My Yoga Practice

Many people, yoga teachers especially, claim that their relationships with yoga were love at first breath. For me, my relationship with yoga started with skepticism and trepidation. I was a dancer, I was strong and flexible and just didn’t get why I should spend time in a yoga class when I could be using that time to take another dance class. To be honest, I thought yoga was kind of stupid. To be brutally honest, I was kind of stupid and close minded – in short, I just didn’t get it. I had tremendous amounts of anxiety in those days, I still do, slowing down, focusing on my breath, quieting my mind, I just couldn’t do it. I didn’t want to be with myself that intimately.

Years after I had decided yoga was not for me, my friend and I started going to a yoga class at the gym we belonged to once a week. It was her idea. I decided yoga was okay-ish. About a year later she asked if I would join her for a class at a yoga studio in our neighborhood. I agreed. I went sporadically with her when it fit in my schedule. It wasn’t awful, but I didn’t love it. During this time things in my life started shifting and changing in ways that left me feeling uprooted and totally lost within my own life. Something deep within me whispered, “Go to yoga.” So I did. Before I knew it I was meticulously arranging my schedule so that I could get to yoga class as often as possible. On days that I could not get to class I felt shaky, ungrounded, emotionally explosive, and out of control. I started going to class every day. I slowly found that I was able to face myself, face my life, accept the disasters I had created, accept the disasters I hadn’t created, and deal with it all (more or less). And thus was the start of my relationship with my yoga practice.
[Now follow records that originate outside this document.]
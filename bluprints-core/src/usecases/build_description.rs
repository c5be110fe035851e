use rand::Rng;
use strum::IntoEnumIterator;

use super::{prelude::*, render_sentence, validate_tags};
use crate::{gateways::prompt::Prompt, tag::split_text_into_tags};

/// Turns the tag document into a description.
///
/// Validation may rewrite the document and the dictionary,
/// therefore the merged tag list is computed from the
/// document as it is stored after all categories are done.
pub fn build_description<R, P, G>(
    repo: &R,
    prompt: &P,
    rng: &mut G,
    dictionary: &mut Dictionary,
    samples: &Samples,
) -> Result<Description>
where
    R: DictionaryRepo + TagDocumentRepo,
    P: Prompt,
    G: Rng + ?Sized,
{
    let doc = repo.load_document()?;
    let mut desc = Description::default();

    for category in Category::iter() {
        let text = match category {
            Category::Comment => render(samples, category, doc.taglist.comment(), rng)?,
            // Group tags only end up in the merged tag list.
            Category::Group => None,
            _ => {
                let mut tags = doc.taglist.tags(category);
                if tags.is_empty() {
                    if !category.is_mandatory() {
                        continue;
                    }
                    tags = ask_for_missing_tags(repo, prompt, category)?;
                }
                let tags = validate_tags(repo, prompt, dictionary, category, tags)?;
                let sentence = render_sentence(dictionary, category, &tags, rng)?;
                if sentence.is_empty() {
                    None
                } else {
                    render(samples, category, &sentence, rng)?
                }
            }
        };
        if let Some(text) = text {
            desc.set_section(category, text);
        }
    }

    let updated = repo.load_document()?;
    desc.taglist = updated.taglist.merged();

    let TagDocument {
        style,
        title,
        category,
        taglist,
        table,
        cover,
        collages,
        graph,
        poster,
        screens,
    } = doc;
    desc.title = title;
    desc.style = style;
    desc.category = category;
    desc.set_comment(taglist.comment().to_string());
    desc.table = table;
    desc.cover = cover;
    desc.collages = wrap_media("Collages", &collages);
    desc.graph = graph;
    desc.poster = poster;
    desc.screens = wrap_media("Screens", &screens);
    Ok(desc)
}

fn render<G: Rng + ?Sized>(
    samples: &Samples,
    category: Category,
    text: &str,
    rng: &mut G,
) -> Result<Option<String>> {
    let text = samples
        .render(category, text, rng)
        .ok_or(Error::MissingTemplate(category))?;
    Ok(Some(text).filter(|t| !t.is_empty()))
}

// The supplied tags are stored in the document so that
// later corrections and the merged tag list include them.
fn ask_for_missing_tags<R, P>(repo: &R, prompt: &P, category: Category) -> Result<Vec<String>>
where
    R: TagDocumentRepo,
    P: Prompt,
{
    let question = format!("Please input missing tag(s) for [{}]", category.label());
    let tags = loop {
        let input = prompt.read_line(&question)?;
        let tags = split_text_into_tags(&input);
        if !tags.is_empty() {
            break tags;
        }
    };
    let mut doc = repo.load_document()?;
    doc.taglist.add_tags(category, &tags);
    repo.save_document(&doc)?;
    Ok(doc.taglist.tags(category))
}
use super::prelude::*;
use crate::{gateways::prompt::Prompt, repositories::Result as RepoResult};

use std::{
    cell::{Cell, RefCell},
    collections::VecDeque,
    io,
};

pub fn strings(tags: &[&str]) -> Vec<String> {
    tags.iter().map(ToString::to_string).collect()
}

pub fn empty_document() -> TagDocument {
    TagDocument {
        style: "Clip".into(),
        title: "Untitled".into(),
        category: CategoryInfo::default(),
        taglist: Taglist::default(),
        table: None,
        cover: None,
        collages: vec![],
        graph: None,
        poster: None,
        screens: vec![],
    }
}

pub struct MockDb {
    pub dictionary: RefCell<Dictionary>,
    pub document: RefCell<TagDocument>,
    pub dictionary_saves: Cell<usize>,
    pub document_saves: Cell<usize>,
}

impl Default for MockDb {
    fn default() -> Self {
        Self {
            dictionary: Default::default(),
            document: RefCell::new(empty_document()),
            dictionary_saves: Default::default(),
            document_saves: Default::default(),
        }
    }
}

impl DictionaryRepo for MockDb {
    fn load_dictionary(&self) -> RepoResult<Dictionary> {
        Ok(self.dictionary.borrow().clone())
    }

    fn save_dictionary(&self, dictionary: &Dictionary) -> RepoResult<()> {
        *self.dictionary.borrow_mut() = dictionary.clone();
        self.dictionary_saves.set(self.dictionary_saves.get() + 1);
        Ok(())
    }
}

impl TagDocumentRepo for MockDb {
    fn load_document(&self) -> RepoResult<TagDocument> {
        Ok(self.document.borrow().clone())
    }

    fn save_document(&self, document: &TagDocument) -> RepoResult<()> {
        *self.document.borrow_mut() = document.clone();
        self.document_saves.set(self.document_saves.get() + 1);
        Ok(())
    }
}

/// Replays prepared answers and records the questions.
#[derive(Default)]
pub struct ScriptedPrompt {
    answers: RefCell<VecDeque<String>>,
    questions: RefCell<Vec<String>>,
}

impl ScriptedPrompt {
    pub fn new(answers: &[&str]) -> Self {
        Self {
            answers: RefCell::new(answers.iter().map(ToString::to_string).collect()),
            questions: Default::default(),
        }
    }

    pub fn questions(&self) -> Vec<String> {
        self.questions.borrow().clone()
    }

    pub fn is_exhausted(&self) -> bool {
        self.answers.borrow().is_empty()
    }
}

impl Prompt for ScriptedPrompt {
    fn read_line(&self, message: &str) -> io::Result<String> {
        self.questions.borrow_mut().push(message.to_string());
        self.answers
            .borrow_mut()
            .pop_front()
            .ok_or_else(|| io::Error::new(io::ErrorKind::UnexpectedEof, "no more answers"))
    }
}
About a year after I began practicing regularly I moved across the country to start graduate school. One of the first things I did upon settling into my new apartment was to Google search the closest yoga studios. I knew that I needed my yoga practice to keep me grounded through the huge changes that were taking place in my life. My practice carried me through all of the up’s and down’s life had in store for me. There were times when I stuck to a regular class schedule. There were times when I let life get in the way. My yoga practice and I were still getting to know each other, still trying to figure it all out. It was six years before we settled into a consistent daily meeting.

My yoga practice accepts me just as I am, not matter what I bring to my mat. As a result I have begun to more fully accept myself. Some days it is easy to get on my mat. Some days it is a struggle. I never regret practicing and I always feel better afterward. While it was not love at first breath, my yoga practice and I have settled into our routine together just like an old married couple, sometimes bickering, but fully committed to sticking it out through thick and thin.

About DjunaPassman

I practice and teach yoga. I attempt to carry what I learn on my mat and through my students into the real world. Sometimes I am successful and sometimes I am grumpy and less than kind. I started life as a dancer, moved on to choreographing, worked as a dance/movement therapist, then realized the wonders of a regular yoga practice. I am a realist - whether the glass is half full or half empty you are bound to spill its contents if you are wearing white (this is why I wear black so often). I am not an expert on yoga, life, or anything else for that matter. I do my best to keep my mind and my heart open every day (some days are better than others).